Sosa's business manager, Domingo Dauhajre, says Sandoval has made slamming Sammy a cottage industry. "He will die with Sammy in his mouth," says Dauhajre, speaking from his home in the D.R. "He is the one creating problems. He's sick."
After an independent auditor deemed some of the insurance overrides given to top Hollywood officials legal but questionable, Undercurrents wondered if said officials would do the right thing and pay the money back. Not that the city is asking for a refund -- it isn't. "No, we're not looking to recover it," says assistant city manager Ken Fields. "We wanted to find out if there was any systematic improper approval of claims, and we are satisfied there wasn't." Nonetheless we'll go out on a limb and say that those who receive money improperly should probably pay it back.
Hollywood, which funds its own insurance pool, permits risk managers to override limits in certain cases.

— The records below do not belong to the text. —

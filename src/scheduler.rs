use std::sync::{Arc, Mutex};
use std::time::{Duration, Instant};

use chrono::{Local, Timelike};
use tokio::task::JoinHandle;
use tracing::{debug, info};

use crate::sync::{SyncEngine, SyncMode};

const DAY_START_HOUR: u32 = 7;
const NIGHT_START_HOUR: u32 = 23;

/// (quota ceiling, day minutes, night minutes), ascending; first match wins.
/// Smaller quotas poll more conservatively.
const POLL_TIERS: &[(u32, u64, u64)] = &[
    (100, 30, 120),
    (1_000, 15, 60),
    (5_000, 10, 30),
    (20_000, 5, 15),
];

const DEFAULT_DAY_MINUTES: u64 = 30;
const DEFAULT_NIGHT_MINUTES: u64 = 120;

/// Zone metadata and presence data must not go stale indefinitely, whatever
/// the quick-sync cadence works out to.
const FULL_SYNC_INTERVAL: Duration = Duration::from_secs(6 * 3600);

pub fn is_daytime(hour: u32) -> bool {
    (DAY_START_HOUR..NIGHT_START_HOUR).contains(&hour)
}

/// Next poll interval for the given rate-limit ceiling and local hour.
pub fn compute_interval(limit: Option<u32>, hour: u32) -> Duration {
    let day = is_daytime(hour);
    let minutes = match limit {
        Some(limit) => {
            let (_, day_minutes, night_minutes) = POLL_TIERS
                .iter()
                .copied()
                .find(|(ceiling, _, _)| limit <= *ceiling)
                .unwrap_or(*POLL_TIERS.last().expect("tier table is non-empty"));
            if day { day_minutes } else { night_minutes }
        }
        None => {
            if day {
                DEFAULT_DAY_MINUTES
            } else {
                DEFAULT_NIGHT_MINUTES
            }
        }
    };
    Duration::from_secs(minutes * 60)
}

fn full_sync_due(last_full_sync: Option<Instant>, now: Instant) -> bool {
    match last_full_sync {
        None => true,
        Some(at) => now.duration_since(at) >= FULL_SYNC_INTERVAL,
    }
}

struct SchedulerState {
    timer: Option<JoinHandle<()>>,
    current_interval: Option<Duration>,
    last_full_sync: Option<Instant>,
}

/// Self-rescheduling poll timer. The scheduler owns the one active timer:
/// re-arming aborts the previous timer task before spawning its replacement,
/// so cycles never overlap and timers never leak.
pub struct PollScheduler {
    engine: SyncEngine,
    state: Mutex<SchedulerState>,
}

impl PollScheduler {
    pub fn new(engine: SyncEngine) -> Arc<Self> {
        Arc::new(Self {
            engine,
            state: Mutex::new(SchedulerState {
                timer: None,
                current_interval: None,
                last_full_sync: None,
            }),
        })
    }

    pub fn engine(&self) -> &SyncEngine {
        &self.engine
    }

    /// Run an immediate first cycle, then keep re-arming.
    pub async fn start(self: Arc<Self>) {
        self.tick().await;
    }

    /// Run one cycle (full if one is due, quick otherwise) and re-arm the
    /// timer for the next.
    pub async fn tick(self: Arc<Self>) {
        let mode = {
            let state = self.state.lock().unwrap();
            if full_sync_due(state.last_full_sync, Instant::now()) {
                SyncMode::Full
            } else {
                SyncMode::Quick
            }
        };

        let result = self.engine.run_cycle(mode).await;
        if result.is_ok() && mode == SyncMode::Full {
            self.state.lock().unwrap().last_full_sync = Some(Instant::now());
        }

        self.reschedule();
    }

    /// Compute the next interval from the cached rate-limit ceiling and the
    /// local time of day, then arm a fresh timer in place of the old one.
    pub fn reschedule(self: Arc<Self>) {
        let limit = self
            .engine
            .bridge()
            .store()
            .load_ratelimit()
            .and_then(|s| s.limit);
        let hour = Local::now().hour();
        let interval = compute_interval(limit, hour);

        let mut state = self.state.lock().unwrap();
        if state.current_interval != Some(interval) {
            info!(
                minutes = interval.as_secs() / 60,
                period = if is_daytime(hour) { "day" } else { "night" },
                "polling interval updated"
            );
            state.current_interval = Some(interval);
        }

        if let Some(timer) = state.timer.take() {
            timer.abort();
        }
        let sched = Arc::clone(&self);
        state.timer = Some(tokio::spawn(async move {
            tokio::time::sleep(interval).await;
            sched.tick().await;
        }));
    }

    pub fn is_armed(&self) -> bool {
        self.state.lock().unwrap().timer.is_some()
    }

    /// Cancel the active timer and clear cached token state so nothing
    /// stale survives a reload.
    pub async fn shutdown(&self) {
        if let Some(timer) = self.state.lock().unwrap().timer.take() {
            timer.abort();
        }
        self.engine.bridge().auth().invalidate().await;
        debug!("scheduler shut down");
    }
}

Who is allowed to exceed the caps and under what circumstances used to be up to one man, risk manager Gary Hakanson. But Hakanson was fired in March 2000. He contends city officials were upset when he blew the whistle on them for mismanaging the insurance pool. He's suing, and his case is pending. City officials argue they fired Hakanson for incompetence.
The report by Evaluations Plus of Pembroke Pines found payments to three officials problematic: $71,783 for Hakanson's ex-wife's psychiatric care, $33,843 for Mayor Mara Giulianti's husband Don's dental implants, and $5791 for an unnamed claimant's hospice care.
Hakanson says he has no intention of reimbursing the city: "Pay it back? No. It's all proper." Don't look for a check from Giulianti either. She left Undercurrents a voice mail explaining her husband needed implants after his teeth were pulled because of jaw cancer. Beyond that she didn't have much to say. "I really don't want to get into it, because I find your paper doesn't care a lot about an actual response."
This just in: Broward County libraries are a haven for the hairy-palmed! According to State Rep. Allen Trovillion (R-Winter Park), area onanists are using the county's free Internet access in ways of which your elementary school librarian would not approve. Call it what you will -- tickling Elmo, freeing Willy, dating Miss Michigan -- it's going on right under our noses. Or so says Trovillion.
"I could tell you stories about people masturbating in libraries in Broward County," he told a Sun-Sentinel reporter last week, adding that one youth was even running an Internet sex business on the public machines.